Geertz atribui apenas ao homem a cultura e o aparecimento gradual e crescente, 
no sentido qualitativo, desta nos austhralopithecus e nas espécies seguintes, fez o 
homem de hoje somaticamente no decorrer de milhões de anos. Mas de acordo com 
esse conceito de cultura, o qual a entende como a capacidade de produzir e transmitir 
2 
 
a outrem o potencial de reproduzir o anteriormente produzido, a cultural não surgi, 
visto que é inerente aos seres vivos, mas se especializa, pois se apresenta no animal 
e no homem de forma diferente. Desse modo, a cultura ocorre entre os seres vivos 
com variações, e a humana é a de grau mais elevado tendo em vista seus resultados 
e complexidade. 
 
Admitindo o exposto até o momento, para ter a cultura como critério de 
diferenciação entre o homo sapiens sapiens e as demais espécies, faz-se necessário 
um trabalho de categorização da ideia de cultura visando suas diversas formas de 
manifestação no reino animal. Porém, outra possibilidade seria uma especificação 
mais detalhada da ideia de cultura tendo em vista somente a prática humana. Clifford 
Geertz opta pela segunda opção ao dizer: “que o homem é um animal amarrado a 
teias de significados que ele mesmo teceu, assumo a cultura como sendo essas teias 
e sua análise; portanto, não como uma ciência experimental em busca de leis, mas 
como uma ciência interpretativa, à procura do significado.”³ e com tal posicionamento 
sua argumentação no texto Transição para a Humanidade ganha bases sólidas pelo 
fato de sua ideia de cultura ter uma característica mais precisa e valorizar o aspecto 
linguístico além do fazer-no-mundo. 
 
Em Geertz a cultura possibilita a circunscrição do ser humano, pois ela o fez e o 
atualiza, e esse é seu comentário na grande questão “Como ocorreu a transição do 
macaco para o homem?”. E retornando à questão entre a pergunta e resposta com 
base nas implicações da cultura sobre o homem, a ideia de homem necessitará de ser 
sempre objeto de investigações por conta da transformação causada nele pelo reflexo 
da produção cultural. O homem de hoje provavelmente não será o de amanhã 
integralmente e devemos isso à cultura, assim as respostas passam e as perguntas 
parecem ficar. 
 
 
* Uma resenha do texto Transição para a Humanidade; de Clifford Geertz. Para 
acesso ao texto: http://www.arq.ufsc.br/urbanismo5/artigos/artigos_gc.pdf 
** Graduando em Psicologia pela UNIFRAN. 

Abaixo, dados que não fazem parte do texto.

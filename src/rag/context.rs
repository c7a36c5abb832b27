// Citation-annotated context block under a character budget
use serde::{Deserialize, Serialize};
use tracing::debug;

use crate::types::ScoredPassage;

/// Fixed prefix of every non-empty context block; counts against the budget
pub const CONTEXT_HEADER: &str = "CONTEXT:\n\n";

/// Blank line between passages
const PASSAGE_SEPARATOR: &str = "\n\n";

/// Assembled context for prompt injection
#[derive(Debug, Clone, PartialEq, Serialize, Deserialize)]
pub struct ContextBlock {
    /// The formatted context text
    pub text: String,
    /// Length of `text` in characters
    pub char_count: usize,
    /// Passages that made it in, a prefix of the input
    pub passages_included: Vec<ScoredPassage>,
    /// True when some passage was dropped or the first one overran the budget
    pub truncated: bool,
}

impl ContextBlock {
    pub fn empty() -> Self {
        Self {
            text: String::new(),
            char_count: 0,
            passages_included: Vec::new(),
            truncated: false,
        }
    }

    pub fn is_empty(&self) -> bool {
        self.text.is_empty()
    }
}

/// Builds context blocks from ordered passages
#[derive(Debug, Clone, Copy)]
pub struct ContextAssembler {
    max_chars: usize,
}

impl ContextAssembler {
    pub fn new(max_chars: usize) -> Self {
        Self { max_chars }
    }

    pub fn max_chars(&self) -> usize {
        self.max_chars
    }

    /// Assemble passages in the order given.
    ///
    /// Stops at the first passage that would overrun `max_chars`; that passage
    /// and all later ones are left out whole. The first passage is always kept,
    /// even when it alone is over budget.
    pub fn assemble(&self, passages: &[ScoredPassage]) -> ContextBlock {
        if passages.is_empty() {
            return ContextBlock::empty();
        }

        let mut parts: Vec<String> = Vec::with_capacity(passages.len());
        let mut total_chars = CONTEXT_HEADER.chars().count();
        let mut truncated = false;

        for (idx, passage) in passages.iter().enumerate() {
            let entry = format_passage(passage);
            let separator = if idx == 0 { 0 } else { PASSAGE_SEPARATOR.len() };
            let cost = entry.chars().count() + separator;

            if total_chars + cost > self.max_chars {
                truncated = true;
                if idx > 0 {
                    debug!(
                        included = idx,
                        dropped = passages.len() - idx,
                        max_chars = self.max_chars,
                        "context budget reached"
                    );
                    break;
                }
                debug!(
                    passage_chars = cost,
                    max_chars = self.max_chars,
                    "first passage exceeds context budget, keeping it whole"
                );
            }

            parts.push(entry);
            total_chars += cost;
        }

        let included = parts.len();
        let text = format!("{}{}", CONTEXT_HEADER, parts.join(PASSAGE_SEPARATOR));

        ContextBlock {
            char_count: text.chars().count(),
            text,
            passages_included: passages[..included].to_vec(),
            truncated,
        }
    }
}

impl Default for ContextAssembler {
    fn default() -> Self {
        Self::new(8000)
    }
}

/// `<text> [<name_or_id>:<document_id>:<chunk_index>]`
fn format_passage(passage: &ScoredPassage) -> String {
    format!("{} {}", passage.text, passage.citation())
}
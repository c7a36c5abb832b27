//! Terminal rendering of pipeline results

use colored::Colorize;

use crate::errors::ErrorPayload;
use crate::rag::pipeline::{BranchResult, PipelineOutcome, PipelineResult};
use crate::telemetry::Observability;

/// Render a pipeline result for the terminal
pub fn render_result(result: &PipelineResult, show_metadata: bool) -> String {
    let mut out = String::new();

    match &result.outcome {
        PipelineOutcome::Single {
            completion,
            metadata,
            ..
        } => {
            out.push_str(&completion.content);
            out.push('\n');
            if show_metadata {
                out.push('\n');
                out.push_str(&render_metadata(metadata));
                out.push_str(&format!(
                    "  {} {} ({}ms)\n",
                    "model:".dimmed(),
                    completion.model,
                    completion.latency_ms
                ));
            }
        }
        PipelineOutcome::Compare { baseline, enhanced } => {
            out.push_str(&render_branch("Baseline (unfiltered)", baseline, show_metadata));
            out.push('\n');
            out.push_str(&render_branch("Enhanced (filtered + reranked)", enhanced, show_metadata));
        }
    }

    if show_metadata {
        out.push_str(&format!("  {} {}\n", "request:".dimmed(), result.request_id));
    }
    out
}

fn render_branch(title: &str, branch: &BranchResult, show_metadata: bool) -> String {
    let mut out = format!("{}\n{}\n", title.bold().cyan(), "-".repeat(60).cyan());

    match (&branch.answer, &branch.error) {
        (Some(answer), _) => {
            out.push_str(answer);
            out.push('\n');
        }
        (None, Some(error)) => out.push_str(&render_error(error)),
        (None, None) => {}
    }

    if show_metadata {
        out.push_str(&render_metadata(&branch.metadata));
    }
    out
}

/// One line per stage count, dimmed
pub fn render_metadata(metadata: &Observability) -> String {
    let range = metadata
        .scores_range
        .map(|(lo, hi)| format!("[{:.3}, {:.3}]", lo, hi))
        .unwrap_or_else(|| "n/a".to_string());

    let fallback = if metadata.fallback_triggered {
        "fallback".yellow().to_string()
    } else {
        "no fallback".to_string()
    };

    format!(
        "  {} {} -> {} -> {} (threshold {:.2}, {}, scores {})\n  {} {} ({} chars{})\n",
        "chunks:".dimmed(),
        metadata.initial_chunks,
        metadata.filtered_chunks,
        metadata.final_chunks,
        metadata.threshold,
        fallback,
        range,
        "reranker:".dimmed(),
        metadata.reranker_type,
        metadata.context_size,
        if metadata.truncated { ", truncated" } else { "" },
    )
}

/// Structured error, as shown to the user
pub fn render_error(error: &ErrorPayload) -> String {
    format!("{} {} ({})\n", "Error:".red().bold(), error.detail.red(), error.kind)
}
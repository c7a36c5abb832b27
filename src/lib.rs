//! citerag - Retrieval-augmented context pipeline
//!
//! Filters, reranks and assembles retrieved passages into a citation-tagged
//! context block, injects it into a chat conversation and generates an
//! answer, optionally next to an unfiltered baseline for comparison.
//!
//! # Architecture
//!
//! - **types**: passages and chat messages
//! - **rag**: filter, reranking, context assembly, injection, orchestration
//! - **generation**: model collaborator and its HTTP client
//! - **telemetry**: per-branch observability records

pub mod errors;
pub mod types;
pub mod rag;
pub mod generation;
pub mod telemetry;

// Re-export commonly used types
pub use errors::{ErrorPayload, GenerationError, PipelineError, Result, RetrievalError};
pub use types::{ChatMessage, Role, ScoredPassage};

// Ambient layer: settings, logging, command line
pub mod config;
pub mod logging;
pub mod cli;
// Passage reranking: capability trait, default passthrough, and a name-keyed registry
//
// A reranker reorders passages and may attach `rerank_score`. It never adds
// or removes passages; dropping low-relevance text is the filter's job.

pub mod scorer;

use async_trait::async_trait;
use std::collections::BTreeMap;
use std::sync::Arc;
use tracing::{debug, warn};

use crate::types::ScoredPassage;

pub use scorer::{LexicalConfig, LexicalReranker};

/// Name of the passthrough reranker, used when nothing else is requested
pub const NOOP_RERANKER: &str = "noop";

/// Reorders passages by relevance to a query
#[async_trait]
pub trait Reranker: Send + Sync {
    /// Registry key (e.g. "noop", "lexical")
    fn name(&self) -> &str;

    /// Return the same passages, possibly reordered
    async fn rerank(&self, query: &str, passages: Vec<ScoredPassage>) -> Vec<ScoredPassage>;
}

/// Passthrough reranker: keeps retrieval order
#[derive(Debug, Clone, Copy, Default)]
pub struct NoOpReranker;

#[async_trait]
impl Reranker for NoOpReranker {
    fn name(&self) -> &str {
        NOOP_RERANKER
    }

    async fn rerank(&self, _query: &str, passages: Vec<ScoredPassage>) -> Vec<ScoredPassage> {
        debug!(chunks = passages.len(), "noop reranker preserving original order");
        passages
    }
}

/// Rerankers keyed by their configured type name
#[derive(Clone)]
pub struct RerankerRegistry {
    rerankers: BTreeMap<String, Arc<dyn Reranker>>,
}

impl RerankerRegistry {
    /// Registry holding only the passthrough reranker
    pub fn new() -> Self {
        let mut registry = Self {
            rerankers: BTreeMap::new(),
        };
        registry.register(NoOpReranker);
        registry
    }

    /// Add or replace a reranker under its own name
    pub fn register<R: Reranker + 'static>(&mut self, reranker: R) {
        self.rerankers
            .insert(reranker.name().to_string(), Arc::new(reranker));
    }

    /// Look up a reranker, falling back to the passthrough for unknown names
    pub fn resolve(&self, reranker_type: &str) -> Arc<dyn Reranker> {
        if let Some(reranker) = self.rerankers.get(reranker_type) {
            return Arc::clone(reranker);
        }

        warn!(
            reranker_type,
            fallback = NOOP_RERANKER,
            "unknown reranker type, falling back"
        );
        match self.rerankers.get(NOOP_RERANKER) {
            Some(noop) => Arc::clone(noop),
            None => Arc::new(NoOpReranker),
        }
    }

    pub fn contains(&self, reranker_type: &str) -> bool {
        self.rerankers.contains_key(reranker_type)
    }

    /// Registered names, sorted
    pub fn names(&self) -> Vec<&str> {
        self.rerankers.keys().map(String::as_str).collect()
    }
}

impl Default for RerankerRegistry {
    /// Passthrough plus the lexical reranker
    fn default() -> Self {
        let mut registry = Self::new();
        registry.register(LexicalReranker::default());
        registry
    }
}
//! Generation collaborator boundary
//!
//! The pipeline treats the language model as a black box: messages in,
//! completion out.

pub mod client;

use async_trait::async_trait;
use serde::{Deserialize, Serialize};

use crate::errors::GenerationError;
use crate::types::ChatMessage;

pub use client::ChatCompletionsClient;

/// Token accounting reported by the model API
#[derive(Debug, Clone, Copy, PartialEq, Eq, Default, Serialize, Deserialize)]
pub struct TokenUsage {
    pub prompt_tokens: u32,
    pub completion_tokens: u32,
    pub total_tokens: u32,
}

/// A single model answer
#[derive(Debug, Clone, PartialEq, Serialize, Deserialize)]
pub struct Completion {
    pub content: String,
    #[serde(default, skip_serializing_if = "Option::is_none")]
    pub token_usage: Option<TokenUsage>,
    pub model: String,
    pub latency_ms: u64,
}

/// Produces a completion for a message sequence
#[async_trait]
pub trait Generator: Send + Sync {
    async fn generate(&self, messages: &[ChatMessage]) -> Result<Completion, GenerationError>;
}
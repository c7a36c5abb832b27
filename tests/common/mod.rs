//! Shared fakes for integration tests
#![allow(dead_code)]

use async_trait::async_trait;
use std::sync::atomic::{AtomicUsize, Ordering};
use std::sync::{Arc, Mutex};
use tokio::io::{AsyncReadExt, AsyncWriteExt};
use tokio::net::TcpListener;

use citerag::generation::{Completion, Generator};
use citerag::rag::Retriever;
use citerag::{ChatMessage, GenerationError, RetrievalError, ScoredPassage};

/// Passages with the given scores, `doc{i}` ids and chunk index `i`
pub fn scored_passages(scores: &[f64]) -> Vec<ScoredPassage> {
    scores
        .iter()
        .enumerate()
        .map(|(i, &score)| {
            ScoredPassage::new(format!("Passage number {} text.", i), format!("doc{}", i), i, score)
        })
        .collect()
}

/// Retriever returning a fixed list
pub struct FixedRetriever {
    pub passages: Vec<ScoredPassage>,
    pub calls: AtomicUsize,
}

impl FixedRetriever {
    pub fn new(passages: Vec<ScoredPassage>) -> Self {
        Self {
            passages,
            calls: AtomicUsize::new(0),
        }
    }
}

#[async_trait]
impl Retriever for FixedRetriever {
    async fn search(&self, _query: &str, top_k: usize) -> Result<Vec<ScoredPassage>, RetrievalError> {
        self.calls.fetch_add(1, Ordering::SeqCst);
        Ok(self.passages.iter().take(top_k).cloned().collect())
    }
}

/// Retriever that always fails
pub struct FailingRetriever;

#[async_trait]
impl Retriever for FailingRetriever {
    async fn search(&self, _query: &str, _top_k: usize) -> Result<Vec<ScoredPassage>, RetrievalError> {
        Err(RetrievalError::Unavailable("connection refused".to_string()))
    }
}

/// Generator that records prompts and fails when the last message contains `fail_marker`
pub struct RecordingGenerator {
    pub prompts: Mutex<Vec<Vec<ChatMessage>>>,
    fail_when: Box<dyn Fn(&[ChatMessage]) -> bool + Send + Sync>,
}

impl RecordingGenerator {
    pub fn succeeding() -> Self {
        Self::failing_when(|_| false)
    }

    pub fn failing_when(predicate: impl Fn(&[ChatMessage]) -> bool + Send + Sync + 'static) -> Self {
        Self {
            prompts: Mutex::new(Vec::new()),
            fail_when: Box::new(predicate),
        }
    }

    pub fn prompts(&self) -> Vec<Vec<ChatMessage>> {
        self.prompts.lock().unwrap().clone()
    }
}

#[async_trait]
impl Generator for RecordingGenerator {
    async fn generate(&self, messages: &[ChatMessage]) -> Result<Completion, GenerationError> {
        self.prompts.lock().unwrap().push(messages.to_vec());
        if (self.fail_when)(messages) {
            return Err(GenerationError::Upstream {
                status: 503,
                message: "model overloaded".to_string(),
            });
        }

        let last = messages.last().map(|m| m.content.len()).unwrap_or(0);
        Ok(Completion {
            content: format!("answer from {} prompt chars", last),
            token_usage: None,
            model: "fake-model".to_string(),
            latency_ms: 1,
        })
    }
}

pub fn shared<T>(value: T) -> Arc<T> {
    Arc::new(value)
}

/// Serve exactly one HTTP request with a canned response; returns the base URL
/// and a handle resolving to the raw request text.
pub async fn serve_once(status_line: &str, body: &str) -> (String, tokio::task::JoinHandle<String>) {
    let listener = TcpListener::bind("127.0.0.1:0").await.unwrap();
    let addr = listener.local_addr().unwrap();
    let response = format!(
        "HTTP/1.1 {}\r\ncontent-type: application/json\r\ncontent-length: {}\r\nconnection: close\r\n\r\n{}",
        status_line,
        body.len(),
        body
    );

    let handle = tokio::spawn(async move {
        let (mut socket, _) = listener.accept().await.unwrap();
        let request = read_request(&mut socket).await;
        socket.write_all(response.as_bytes()).await.unwrap();
        socket.shutdown().await.ok();
        request
    });

    (format!("http://{}", addr), handle)
}

/// Read headers plus a content-length body
async fn read_request(socket: &mut tokio::net::TcpStream) -> String {
    let mut buf = Vec::new();
    let mut chunk = [0u8; 4096];

    loop {
        let n = socket.read(&mut chunk).await.unwrap();
        if n == 0 {
            break;
        }
        buf.extend_from_slice(&chunk[..n]);

        let text = String::from_utf8_lossy(&buf);
        if let Some(header_end) = text.find("\r\n\r\n") {
            let content_length = text[..header_end]
                .lines()
                .filter_map(|line| {
                    let (name, value) = line.split_once(':')?;
                    if name.trim().eq_ignore_ascii_case("content-length") {
                        value.trim().parse::<usize>().ok()
                    } else {
                        None
                    }
                })
                .next()
                .unwrap_or(0);
            if buf.len() >= header_end + 4 + content_length {
                break;
            }
        }
    }

    String::from_utf8_lossy(&buf).into_owned()
}
//! Retrieved passage with its similarity score and provenance

use serde::{Deserialize, Serialize};

/// A retrieved chunk of a source document
#[derive(Debug, Clone, PartialEq, Serialize, Deserialize)]
pub struct ScoredPassage {
    pub text: String,
    pub source_document_id: String,
    #[serde(default, skip_serializing_if = "Option::is_none")]
    pub source_document_name: Option<String>,
    pub chunk_index: usize,
    /// Similarity in the retrieval metric's native range
    pub score: f64,
    /// Relevance assigned by a scoring reranker; `score` is left as retrieved
    #[serde(default, skip_serializing_if = "Option::is_none")]
    pub rerank_score: Option<f64>,
    #[serde(default)]
    pub metadata: serde_json::Map<String, serde_json::Value>,
}

impl ScoredPassage {
    pub fn new(
        text: impl Into<String>,
        document_id: impl Into<String>,
        chunk_index: usize,
        score: f64,
    ) -> Self {
        Self {
            text: text.into(),
            source_document_id: document_id.into(),
            source_document_name: None,
            chunk_index,
            score,
            rerank_score: None,
            metadata: serde_json::Map::new(),
        }
    }

    pub fn with_document_name(mut self, name: impl Into<String>) -> Self {
        self.source_document_name = Some(name.into());
        self
    }

    /// Document name when known and non-empty, else the document id
    pub fn display_name(&self) -> &str {
        match self.source_document_name.as_deref() {
            Some(name) if !name.is_empty() => name,
            _ => &self.source_document_id,
        }
    }

    /// Citation tag in `[name_or_id:document_id:chunk_index]` form
    pub fn citation(&self) -> String {
        format!(
            "[{}:{}:{}]",
            self.display_name(),
            self.source_document_id,
            self.chunk_index
        )
    }
}

/// (min, max) of the passages' scores, `None` when empty
pub fn score_range(passages: &[ScoredPassage]) -> Option<(f64, f64)> {
    passages.iter().map(|p| p.score).fold(None, |acc, s| match acc {
        None => Some((s, s)),
        Some((lo, hi)) => Some((lo.min(s), hi.max(s))),
    })
}
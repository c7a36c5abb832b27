//! Observability for pipeline runs
//!
//! One `Observability` record per branch, serialised alongside the answer
//! and emitted as a structured log event.

use serde::{Deserialize, Serialize};
use tracing::info;

use crate::rag::context::ContextBlock;
use crate::rag::filter::FilterResult;
use crate::types::passage::{score_range, ScoredPassage};

/// Reported reranker type when reranking is switched off
pub const RERANKER_DISABLED: &str = "none";

/// Per-branch record of what each stage did
#[derive(Debug, Clone, PartialEq, Serialize, Deserialize)]
pub struct Observability {
    /// Passages returned by retrieval
    pub initial_chunks: usize,
    /// Passages left after the similarity filter
    pub filtered_chunks: usize,
    /// Passages that made it into the context block
    pub final_chunks: usize,
    pub threshold: f64,
    pub fallback_triggered: bool,
    pub reranker_enabled: bool,
    pub reranker_type: String,
    pub scores_range: Option<(f64, f64)>,
    /// Context block length in characters
    pub context_size: usize,
    pub truncated: bool,
}

impl Observability {
    /// Record for the full filter, rerank and assemble path
    pub fn enhanced(
        filter: &FilterResult,
        reranker_type: Option<&str>,
        context: &ContextBlock,
    ) -> Self {
        Self {
            initial_chunks: filter.original_count,
            filtered_chunks: filter.surviving_count,
            final_chunks: context.passages_included.len(),
            threshold: filter.threshold_used,
            fallback_triggered: filter.fallback_triggered,
            reranker_enabled: reranker_type.is_some(),
            reranker_type: reranker_type.unwrap_or(RERANKER_DISABLED).to_string(),
            scores_range: filter.score_range,
            context_size: context.char_count,
            truncated: context.truncated,
        }
    }

    /// Record for the unfiltered baseline path
    pub fn baseline(passages: &[ScoredPassage], context: &ContextBlock) -> Self {
        Self {
            initial_chunks: passages.len(),
            filtered_chunks: passages.len(),
            final_chunks: context.passages_included.len(),
            threshold: 0.0,
            fallback_triggered: false,
            reranker_enabled: false,
            reranker_type: RERANKER_DISABLED.to_string(),
            scores_range: score_range(passages),
            context_size: context.char_count,
            truncated: context.truncated,
        }
    }

    /// Emit this record as a structured log event
    pub fn log(&self, branch: &str) {
        let (min_score, max_score) = self.scores_range.unwrap_or((0.0, 0.0));
        info!(
            branch,
            initial_chunks = self.initial_chunks,
            filtered_chunks = self.filtered_chunks,
            final_chunks = self.final_chunks,
            threshold = self.threshold,
            fallback_triggered = self.fallback_triggered,
            reranker_enabled = self.reranker_enabled,
            reranker_type = %self.reranker_type,
            min_score,
            max_score,
            context_size = self.context_size,
            truncated = self.truncated,
            "context pipeline stages complete"
        );
    }
}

¹Merocrania – Caso raro de subdesenvolvimento encefálico no qual se desenvolve 
apenas pequenos resquícios de cérebro que são revestidos por uma membrana que 
protege contra infecções; expectativa de vida de até 2 anos. 
² Marcela de Jesus, portadora de merocrania, sobreviveu até 1 ano e 8 meses. 
³ GEERTZ, Clifford. A interpretação das Culturas. Zahar. Rio de Janeiro, 1973.